→ Aim of the task
The answer must consist of every line below containing "ParseError".

→ Given information
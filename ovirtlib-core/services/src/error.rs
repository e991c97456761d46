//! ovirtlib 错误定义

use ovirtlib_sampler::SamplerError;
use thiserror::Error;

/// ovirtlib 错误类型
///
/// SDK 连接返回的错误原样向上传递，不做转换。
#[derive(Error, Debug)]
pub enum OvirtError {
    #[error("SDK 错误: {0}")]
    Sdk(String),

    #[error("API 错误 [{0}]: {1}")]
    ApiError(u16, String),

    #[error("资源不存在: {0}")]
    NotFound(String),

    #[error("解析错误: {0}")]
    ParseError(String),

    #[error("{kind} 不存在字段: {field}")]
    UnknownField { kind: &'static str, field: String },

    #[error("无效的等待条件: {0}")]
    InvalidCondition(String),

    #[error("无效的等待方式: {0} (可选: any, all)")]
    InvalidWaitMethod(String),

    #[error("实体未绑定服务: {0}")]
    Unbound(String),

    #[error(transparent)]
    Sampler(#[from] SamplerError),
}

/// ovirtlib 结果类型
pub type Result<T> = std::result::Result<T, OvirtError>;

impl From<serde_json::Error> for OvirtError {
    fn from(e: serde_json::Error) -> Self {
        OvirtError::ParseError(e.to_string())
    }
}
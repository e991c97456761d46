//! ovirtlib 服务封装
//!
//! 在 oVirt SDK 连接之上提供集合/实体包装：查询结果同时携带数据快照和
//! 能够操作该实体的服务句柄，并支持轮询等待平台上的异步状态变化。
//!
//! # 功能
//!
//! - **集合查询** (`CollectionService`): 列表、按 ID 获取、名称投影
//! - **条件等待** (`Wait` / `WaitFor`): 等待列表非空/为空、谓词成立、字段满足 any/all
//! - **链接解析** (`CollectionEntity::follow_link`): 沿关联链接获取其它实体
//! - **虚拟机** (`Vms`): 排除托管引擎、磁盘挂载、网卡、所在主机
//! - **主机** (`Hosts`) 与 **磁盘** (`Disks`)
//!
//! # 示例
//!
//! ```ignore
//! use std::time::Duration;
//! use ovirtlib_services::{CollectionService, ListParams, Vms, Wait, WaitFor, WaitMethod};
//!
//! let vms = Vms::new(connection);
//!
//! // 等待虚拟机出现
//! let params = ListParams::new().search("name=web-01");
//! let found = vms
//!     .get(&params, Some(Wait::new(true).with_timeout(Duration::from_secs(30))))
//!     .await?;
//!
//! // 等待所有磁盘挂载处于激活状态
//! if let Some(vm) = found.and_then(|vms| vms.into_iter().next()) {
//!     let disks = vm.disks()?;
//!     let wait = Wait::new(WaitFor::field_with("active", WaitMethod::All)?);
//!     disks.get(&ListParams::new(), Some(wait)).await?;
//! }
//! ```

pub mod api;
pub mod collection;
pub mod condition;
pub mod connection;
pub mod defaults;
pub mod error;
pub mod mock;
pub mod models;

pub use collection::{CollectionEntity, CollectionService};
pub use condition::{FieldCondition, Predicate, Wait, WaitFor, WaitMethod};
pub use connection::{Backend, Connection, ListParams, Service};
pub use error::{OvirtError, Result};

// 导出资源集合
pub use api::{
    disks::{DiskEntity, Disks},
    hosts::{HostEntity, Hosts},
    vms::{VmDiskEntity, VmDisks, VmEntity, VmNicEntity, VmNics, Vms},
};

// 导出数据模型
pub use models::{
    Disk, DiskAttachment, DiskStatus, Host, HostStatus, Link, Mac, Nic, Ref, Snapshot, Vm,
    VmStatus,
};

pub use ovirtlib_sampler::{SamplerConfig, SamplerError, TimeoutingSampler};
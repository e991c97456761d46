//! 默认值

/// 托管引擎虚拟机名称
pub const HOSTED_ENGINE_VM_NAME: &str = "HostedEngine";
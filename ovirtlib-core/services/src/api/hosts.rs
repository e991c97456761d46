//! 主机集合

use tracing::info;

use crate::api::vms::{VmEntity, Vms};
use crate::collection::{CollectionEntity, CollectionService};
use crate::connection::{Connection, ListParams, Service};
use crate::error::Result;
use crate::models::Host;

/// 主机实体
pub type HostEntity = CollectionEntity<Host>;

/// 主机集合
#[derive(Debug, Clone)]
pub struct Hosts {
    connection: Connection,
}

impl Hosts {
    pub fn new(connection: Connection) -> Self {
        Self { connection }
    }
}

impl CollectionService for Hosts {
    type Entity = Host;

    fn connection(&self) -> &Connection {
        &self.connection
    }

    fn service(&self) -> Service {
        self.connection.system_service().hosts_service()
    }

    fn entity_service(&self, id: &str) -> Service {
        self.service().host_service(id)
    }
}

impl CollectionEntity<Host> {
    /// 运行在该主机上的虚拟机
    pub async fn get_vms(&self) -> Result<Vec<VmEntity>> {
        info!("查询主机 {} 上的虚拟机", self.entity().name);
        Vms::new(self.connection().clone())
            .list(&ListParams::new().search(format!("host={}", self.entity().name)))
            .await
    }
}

→ Response area
    ParseError(String),
        OvirtError::ParseError(e.to_string())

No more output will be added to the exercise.